But the first thing you notice is how Lisbon glitters. Its streets cobbled in shiny irregular cream and black stones, its buildings faced in cobalt and emerald tiles so that everything shines (and is slippery – the hills are alive with the sounds of falling over). Down on the levelled parts, it reminds me of oner of those Italian coastal cities that face back from the water, but there’s also something of Istanbul here too – after all, we are at the mouth of a great river, and there’s an odd ornateness that doesn’t echo the baroque architecture of its neighbour Spain, where Moorish design reigns.

I’ve been to Portugal before but not to this side of the country, and Lisbon is better; a great city in miniature, slightly knocked about and with the inevitable giant cruise ship dominating its port, but still its own beast, a polyglot place, and mixed in with French and English (mostly weekenders) is Merkane, a broader language than the normal softer US-accent, which carries long distances, and indeed they’ve travelled a long way to get here so good on them for being adventurous (I’m a big fan of Americans abroad).

So, time to hop the 28 trolley and head for the funkiest new barrio LX Factory, home of one of the world’s coolest bookstores and the mad automata of the man who lives on top of its printing press, who showed me the real meaning of Fado with the aid of three eliding LPs, some plastic hearts and a clockwork motor – very clever, if bonkers.
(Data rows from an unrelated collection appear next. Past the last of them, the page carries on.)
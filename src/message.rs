//! Version-0 message: the sole entity of the wire protocol.

use chrono::{DateTime, Utc};

use crate::error::PayloadTooLarge;
use crate::pow;

/// `["0","YYYYMMDDhhmmss","<10-char nonce>","<12 hex checksum>","<payload>"]`
///
/// Fields are `Option` because a message is built up in stages:
/// constructed empty, stamped, paid, mined, and only then
/// does every field hold a value. Stored messages are mutated only via
/// [`Message::update_pow`] — everything else is fixed once mining succeeds.
#[derive(Debug, Clone, PartialEq, Eq)]
pub struct Message {
    pub version: char,
    pub timestamp_obj: Option<DateTime<Utc>>,
    pub timestamp_str: Option<String>,
    pub nonce: Option<String>,
    pub payload: Option<String>,
    pub checksum: Option<String>,
    pub initial_pow: Option<u32>,
    pub current_pow: Option<u32>,
}

impl Default for Message {
    fn default() -> Self {
        Self::new()
    }
}

impl Message {
    pub fn new() -> Self {
        Self {
            version: '0',
            timestamp_obj: None,
            timestamp_str: None,
            nonce: None,
            payload: None,
            checksum: None,
            initial_pow: None,
            current_pow: None,
        }
    }

    /// Stamps the message with `utc_now` (defaults to the wall clock).
    /// Decreases achievable PoW significantly if called after `set_payload`.
    pub fn set_timestamp(&mut self, utc_now: Option<DateTime<Utc>>) {
        let ts = utc_now.unwrap_or_else(Utc::now);
        self.timestamp_str = Some(ts.format("%Y%m%d%H%M%S").to_string());
        self.timestamp_obj = Some(ts);
    }

    /// Fixes the payload and its checksum. Must run after `set_timestamp`.
    /// If no nonce has been mined yet, seeds it with `"aaaa...a"` so
    /// `initial_pow` is at least well-defined before mining.
    pub fn set_payload(&mut self, payload: impl Into<String>) -> Result<(), PayloadTooLarge> {
        let payload = payload.into();
        if payload.len() > pow::MAX_PAYLOAD_BYTES {
            return Err(PayloadTooLarge(payload.len()));
        }
        self.checksum = Some(pow::checksum(payload.as_bytes()));
        if self.nonce.is_none() {
            self.nonce = Some("a".repeat(pow::NONCE_BYTES));
        }
        let timestamp_str = self
            .timestamp_str
            .as_deref()
            .expect("set_timestamp must run before set_payload");
        let nonce = self.nonce.as_deref().unwrap();
        let checksum = self.checksum.as_deref().unwrap();
        self.initial_pow = Some(pow::initial_pow(timestamp_str, nonce, checksum));
        self.payload = Some(payload);
        Ok(())
    }

    /// The exact wire frame. Panics if the message hasn't been stamped and
    /// paid yet — every call site only reaches here after both have run.
    pub fn wire(&self) -> String {
        format!(
            "[\"{}\",\"{}\",\"{}\",\"{}\",\"{}\"]",
            self.version,
            self.timestamp_str.as_deref().expect("timestamp not set"),
            self.nonce.as_deref().expect("nonce not set"),
            self.checksum.as_deref().expect("checksum not set"),
            self.payload.as_deref().expect("payload not set"),
        )
    }

    /// Refreshes `current_pow` against `utc_now`. Called after mining and
    /// again whenever a stored message is re-evaluated (see `Store::worst`).
    pub fn update_pow(&mut self, utc_now: DateTime<Utc>) {
        let frame_len = self.wire().len();
        let initial = self.initial_pow.expect("initial_pow not set");
        let timestamp = self.timestamp_obj.expect("timestamp not set");
        self.current_pow = Some(pow::current_pow(initial, frame_len, utc_now, timestamp));
    }
}
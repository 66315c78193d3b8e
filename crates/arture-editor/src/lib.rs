//! Editor-side plumbing for the Arture canvas: the live document palette,
//! sidebar → workspace drag tracking, the drop-zone highlight, and the
//! session gate in front of editor routes.

pub mod drag;
pub mod drop_zone;
pub mod guard;
pub mod observer;

pub use drag::{
    BoundsProvider, DragDrop, DragInteractionTracker, DragItem, DragItemKind, DragStart,
    DragState, SharedDragTracker,
};
pub use drop_zone::{DropZoneFrame, DropZoneIndicator, DropZoneStyle};
pub use guard::{AuthGuard, GuardConfig, GuardDecision, Session, SessionError, SessionProvider};
pub use observer::SceneColorObserver;
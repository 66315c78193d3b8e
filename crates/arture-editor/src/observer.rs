//! Live document palette.
//!
//! `SceneColorObserver` attaches to a [`Scene`], recomputes the document
//! colors immediately, and again after every added / modified / removed
//! event. Each event triggers exactly one full recomputation; nothing is
//! batched or diffed, the palette is always replaced wholesale.

use arture_core::palette::{DocumentColor, extract_colors};
use arture_core::scene::{Scene, SceneEventKind, Subscription};
use std::cell::RefCell;
use std::rc::Rc;

type PaletteListener = Rc<dyn Fn(&[DocumentColor])>;

#[derive(Default)]
struct Published {
    colors: Vec<DocumentColor>,
    revision: u64,
    listener: Option<PaletteListener>,
}

/// Recompute and publish. Shared by attach, manual refresh and the scene
/// listeners.
fn publish(published: &RefCell<Published>, scene: &Scene) {
    let colors = extract_colors(scene);
    let listener = {
        let mut state = published.borrow_mut();
        state.colors = colors;
        state.revision += 1;
        log::trace!(
            "PALETTE rev {} -> {} color(s)",
            state.revision,
            state.colors.len()
        );
        state.listener.clone()
    };

    if let Some(listener) = listener {
        let state = published.borrow();
        listener(&state.colors);
    }
}

/// Keeps the document color palette in sync with a scene.
///
/// Holds no reference to the scene itself: only the three listener
/// [`Subscription`]s, which are released on [`detach`](Self::detach), on
/// re-attach and on drop.
#[derive(Default)]
pub struct SceneColorObserver {
    published: Rc<RefCell<Published>>,
    subscriptions: Vec<Subscription>,
}

impl SceneColorObserver {
    pub fn new() -> Self {
        Self::default()
    }

    /// Call `listener` with the new palette after every recomputation.
    /// Replaces any previous listener.
    ///
    /// The listener may read the observer but must not replace itself.
    pub fn set_listener(&mut self, listener: impl Fn(&[DocumentColor]) + 'static) {
        self.published.borrow_mut().listener = Some(Rc::new(listener));
    }

    pub fn clear_listener(&mut self) {
        self.published.borrow_mut().listener = None;
    }

    /// Attach to `scene`, detaching from any previous scene first.
    ///
    /// With `Some`, the palette is recomputed right away and then on every
    /// mutation event. With `None` the observer ends up detached and the
    /// last published palette is kept.
    pub fn attach(&mut self, scene: Option<&Scene>) {
        self.detach();
        let Some(scene) = scene else {
            log::debug!("palette observer attached to no scene; keeping last palette");
            return;
        };

        publish(&self.published, scene);
        for kind in SceneEventKind::ALL {
            let published = Rc::clone(&self.published);
            let sub = scene.on(kind, move |scene, _event| publish(&published, scene));
            self.subscriptions.push(sub);
        }
        log::debug!("palette observer attached ({} subscriptions)", self.subscriptions.len());
    }

    /// Release every scene subscription. No recomputation happens after this
    /// until the next `attach`.
    pub fn detach(&mut self) {
        if !self.subscriptions.is_empty() {
            log::debug!("palette observer detached");
        }
        self.subscriptions.clear();
    }

    pub fn is_attached(&self) -> bool {
        self.subscriptions.iter().any(Subscription::is_active)
    }

    /// Recompute from `scene` on demand. A missing scene is a no-op that
    /// keeps the previously published palette.
    pub fn refresh(&self, scene: Option<&Scene>) {
        if let Some(scene) = scene {
            publish(&self.published, scene);
        }
    }

    /// The current palette.
    pub fn colors(&self) -> Vec<DocumentColor> {
        self.published.borrow().colors.clone()
    }

    /// Number of recomputations so far.
    pub fn revision(&self) -> u64 {
        self.published.borrow().revision
    }
}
Despite a fair amount of tourist tat, the city is not really fighting to cater to tourist needs. It’s powerfully Catholic (its cathedrals seem grander on their exteriors), proud of its navigation pioneers and literary giants. I’ve just read ‘Pereira Maintains’, ideal reading for walking (and climbing) around the city.

Antonio Tabucchi’s novelĀ has been widely translated and adapted to film, garnering major European awards. Its Portuguese protagonist concerns an overweight widower who edits the culture pages of a second-rate evening paper in 1938 Lisbon, under the dictatorship of Salazar. He believes that self-censorship is common sense, that he need be nobody’s comrade and that he can convey coded messages of dissent by publishing 19th-century French stories about repentance and resistance. But he undergoes a radical change of heart after meting a young member of the resistance.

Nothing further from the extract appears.